I miss it some days, but most days I don't. I miss doing windmills though.


----------



## auxioluck (Jun 7, 2010)

Mine's usually at a #2 buzz. I've shaved it bald a couple times, grown it out a couple times, and always go back to the buzz.


----------



## CatPancakes (Jun 7, 2010)

Mines down to my waist in the back when its wet. my hair is very curly.


----------



## Daemoniac (Jun 7, 2010)

^ Mine's longer


----------



## nhersom (Jun 7, 2010)

I tried having long hair but couldn't stand it. Very annoying.


----------



## vampiregenocide (Jun 7, 2010)

My hair is long, but its shit, just thin and meh. Thinking of shaving it off, I wear hats all the time so doesn't matter too much.


----------



## Daemoniac (Jun 7, 2010)

nhersom said:


> I tried having long hair but couldn't stand it. Very annoying.



Yeah it's pretty hard... Hurts like hell trying to brush/comb my hair after a shower... Too much tangle


----------



## TomParenteau (Jun 7, 2010)

Now I'll recognize Variant at shows.


----------



## DrakkarTyrannis (Jun 7, 2010)

TomPerverteau said:


> Now I'll recognize Variant at shows.



Variant...run...run fast and run far.


----------



## Daemoniac (Jun 7, 2010)

DrakkarTyrannis said:


> Variant...run...run fast and run far.



I'm safe from the Drakrapist  If you come here, the drop-bears and sharks and killer bugs and snakes and spiders-the-size-of-your-head and the jellyfish and the angry, angry birds will get you first


----------



## scottro202 (Jun 7, 2010)

I keep my hair at about 3 inches long. Any longer than that and it gets to be a pain 







And yeah, I like John Mayer


----------



## SargeantVomit (Jun 7, 2010)

Grow it natural. As long as it wants to and how it wants to! Unfortunately I haven't been able to but I'm trying my best!


----------



## DrakkarTyrannis (Jun 7, 2010)

Demoniac said:


> I'm safe from the Drakrapist  If you come here, the drop-bears and sharks and killer bugs and snakes and spiders-the-size-of-your-head and the jellyfish and the angry, angry birds will get you first



...you think I care about some bugs and shit? All they'll do is piss me off and when I do get a hold of you (content removed for graphic language)


----------



## CFB (Jun 7, 2010)

I don't have long hair because I like to get laid.


----------



## Daemoniac (Jun 7, 2010)

DrakkarTyrannis said:


> ...you think I care about some bugs and shit? All they'll do is piss me off and when I do get a hold of you (content removed for graphic language)



You may not care now, but just wait til the drop bears get their hands (paws? claws?) on you


----------



## Daemoniac (Jun 7, 2010)

CFB said:


> I don't have long hair because I like to get laid.



I have _really_ long hair and a girlfriend


----------



## DrakkarTyrannis (Jun 7, 2010)

CFB said:


> I don't have long hair because I like to get laid.

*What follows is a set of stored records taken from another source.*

//! Reduce raw agent output to a verdict, a stable failure signature, and the
//! full diagnostic context fed back to the next attempt.
//!
//! Signature derivation:
//!
//! 1. Pick the source text: stderr when it has non-blank content, else stdout.
//! 2. Normalize each line: timestamps, UUIDs, absolute paths, long hex runs,
//!    durations and numbers of 5+ digits become placeholders; whitespace is
//!    collapsed. Case is preserved.
//! 3. The first normalized line matching [`ERROR_LINE_RE`] is the excerpt:
//!    `exit <code>: <excerpt>`, cut to [`MAX_SIGNATURE_CHARS`].
//! 4. Without a matching line, hash the last [`HASH_TAIL_LINES`] normalized
//!    lines: `exit <code>: #<hash>`.
//!
//! The zero-exit/missing-token case always maps to [`TOKEN_MISSING_SIGNATURE`].

use std::sync::LazyLock;

use regex::Regex;

use crate::core::digest::short_hash;
use crate::core::types::ExecOutcome;

/// Upper bound on signature length (chars).
pub const MAX_SIGNATURE_CHARS: usize = 120;
/// Normalized lines hashed when no error-pattern line exists.
pub const HASH_TAIL_LINES: usize = 20;
/// Signature for "exit 0 without the completion token".
pub const TOKEN_MISSING_SIGNATURE: &str = "token-missing";

static ERROR_LINE_RE: LazyLock<Regex> = LazyLock::new(|| {
    Regex::new(
        r"(?i)\b(?:error|fatal|panic(?:ked)?|exception|traceback|failed|failure|denied|not found|cannot|unable to)\b",
    )
    .expect("error pattern is valid")
});

/// Replacements applied in order; later patterns see earlier placeholders.
static NORMALIZERS: LazyLock<Vec<(Regex, &'static str)>> = LazyLock::new(|| {
    [
        (
            r"\d{4}-\d{2}-\d{2}[T ]\d{2}:\d{2}:\d{2}(?:[.,]\d+)?(?:Z|[+-]\d{2}:?\d{2})?",
            "<ts>",
        ),
        (r"\b\d{1,2}:\d{2}:\d{2}(?:[.,]\d+)?\b", "<ts>"),
        (
            r"\b[0-9a-fA-F]{8}-[0-9a-fA-F]{4}-[0-9a-fA-F]{4}-[0-9a-fA-F]{4}-[0-9a-fA-F]{12}\b",
            "<uuid>",
        ),
        (r"[A-Za-z]:\\(?:[\w.\-]+\\)*[\w.\-]+", "<path>"),
        (r"(?:/[\w.\-@+]+){2,}/?", "<path>"),
        (r"\b(?:0x)?[0-9a-fA-F]{8,}\b", "<hex>"),
        (r"\b\d+(?:\.\d+)?\s?(?:ms|us|µs|ns|s|secs?|seconds?)\b", "<dur>"),
        (r"\b\d{5,}\b", "<n>"),
        (r"\s+", " "),
    ]
    .into_iter()
    .map(|(pattern, replacement)| {
        (
            Regex::new(pattern).expect("normalizer pattern is valid"),
            replacement,
        )
    })
    .collect()
});

/// Classified failure: a comparable signature plus the unabridged context.
#[derive(Debug, Clone, PartialEq, Eq)]
pub struct FailureReport {
    pub signature: String,
    pub context: String,
}

/// Outcome of classifying one attempt.
#[derive(Debug, Clone, PartialEq, Eq)]
pub enum Verdict {
    Success,
    Failure(FailureReport),
}

/// Classify an attempt against the required completion token.
///
/// Success requires exit code zero and `token` verbatim somewhere in stdout.
pub fn classify(outcome: &ExecOutcome, token: &str) -> Verdict {
    if outcome.exit_code == 0 {
        if outcome.stdout.contains(token) {
            return Verdict::Success;
        }
        return Verdict::Failure(FailureReport {
            signature: TOKEN_MISSING_SIGNATURE.to_string(),
            context: token_missing_context(outcome, token),
        });
    }

    let source = if outcome.stderr.trim().is_empty() {
        &outcome.stdout
    } else {
        &outcome.stderr
    };
    Verdict::Failure(FailureReport {
        signature: signature_for(outcome.exit_code, source),
        context: exit_failure_context(outcome),
    })
}

/// Deterministic signature for a non-zero exit with the given output.
pub fn signature_for(exit_code: i32, source: &str) -> String {
    let lines: Vec<String> = source
        .lines()
        .map(normalize_line)
        .filter(|line| !line.is_empty())
        .collect();

    if lines.is_empty() {
        return format!("exit {exit_code}: no output");
    }
    if let Some(line) = lines.iter().find(|line| ERROR_LINE_RE.is_match(line)) {
        return truncate_chars(&format!("exit {exit_code}: {line}"), MAX_SIGNATURE_CHARS);
    }
    let tail_start = lines.len().saturating_sub(HASH_TAIL_LINES);
    let tail = lines[tail_start..].join("\n");
    format!("exit {exit_code}: #{}", short_hash(&tail))
}

/// Replace volatile fragments of a line with stable placeholders.
pub fn normalize_line(line: &str) -> String {
    let mut normalized = line.to_string();
    for (re, replacement) in NORMALIZERS.iter() {
        normalized = re.replace_all(&normalized, *replacement).into_owned();
    }
    normalized.trim().to_string()
}

/// Display-only shortening for console and log previews.
///
/// Never apply this to context that is stored or fed back to the agent.
pub fn preview(text: &str, max_chars: usize) -> String {
    let flat = text.split_whitespace().collect::<Vec<_>>().join(" ");
    if flat.chars().count() <= max_chars {
        return flat;
    }
    let mut cut = truncate_chars(&flat, max_chars.saturating_sub(3));
    cut.push_str("...");
    cut
}

fn truncate_chars(text: &str, max_chars: usize) -> String {
    match text.char_indices().nth(max_chars) {
        Some((idx, _)) => text[..idx].to_string(),
        None => text.to_string(),
    }
}

fn exit_failure_context(outcome: &ExecOutcome) -> String {
    format!(
        "Agent exited with code {} after {} ms.\n\n{}",
        outcome.exit_code,
        outcome.duration_ms,
        output_sections(outcome, &["stderr", "stdout"]),
    )
}

fn token_missing_context(outcome: &ExecOutcome, token: &str) -> String {
    format!(
        "Agent exited with code 0 after {} ms but the completion token `{token}` was not \
         found in stdout.\nThe task is not verified. Either the work is unfinished or the \
         token was not printed verbatim.\n\n{}",
        outcome.duration_ms,
        output_sections(outcome, &["stdout", "stderr"]),
    )
}

fn output_sections(outcome: &ExecOutcome, order: &[&str]) -> String {
    let mut buf = String::new();
    for name in order {
        let body = match *name {
            "stdout" => outcome.stdout.as_str(),
            _ => outcome.stderr.as_str(),
        };
        buf.push_str(&format!("--- {name} ---\n"));
        if body.is_empty() {
            buf.push_str("(empty)\n");
        } else {
            buf.push_str(body);
            if !body.ends_with('\n') {
                buf.push('\n');
            }
        }
    }
    buf
}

So then why are you still alone?


----------



## theo (Jun 7, 2010)

DrakkarTyrannis said:


> So then why are you still alone?


----------



## JeffFromMtl (Jun 7, 2010)

1/8"


----------



## groph (Jun 7, 2010)

OMGTH A HAIR THREAD!!!1!!



Mine's pretty short. I generally let it grow to the point that I resemble a news anchor, and attempt to style it in this wicked cowlick that makes me look even more like a news anchor.

To prevent me from looking like a total news anchor, I keep a trim goatee. It's also my only feeble grip on any sort of masculinity, as my beard growing abilities are sub-par, but I'll probably have a full beard this time next year. Over the past six months or so it's been filling in thicker than it has been in the past two years so I figure I'll look like a lumberjack news anchor by the time I'm 21. If I can sustain facial hair, I'll keep it. That's my rule until I level up to a full beard. Even though I'd probably look terrible with one, I want one.

In grade 9 I tried the long hair thing. It was then I realized that my hair grows far too slowly to ever try having hair of sufficient length to be considered metal. It just got all stupid and upturned at the ends. If I straightened it all out it'd go a bit past my shoulders but that's about as long as it got. I really prefer how I look with shorter hair.


----------



## troyguitar (Jun 7, 2010)

long-ish, it needs to be trimmed a bit here and there though since it's kind of chaotic due to not being touched for almost 2 years.


----------



## theo (Jun 7, 2010)

ok, so instead of just talking about hair length, what do you guys do to keep your hair healthy?


----------



## Razzy (Jun 7, 2010)

This pic was taken awhile back, and probably my favorite picture taken of me, ever.


----------



## Daemoniac (Jun 8, 2010)

theo said:


> ok, so instead of just talking about hair length, what do you guys do to keep your hair healthy?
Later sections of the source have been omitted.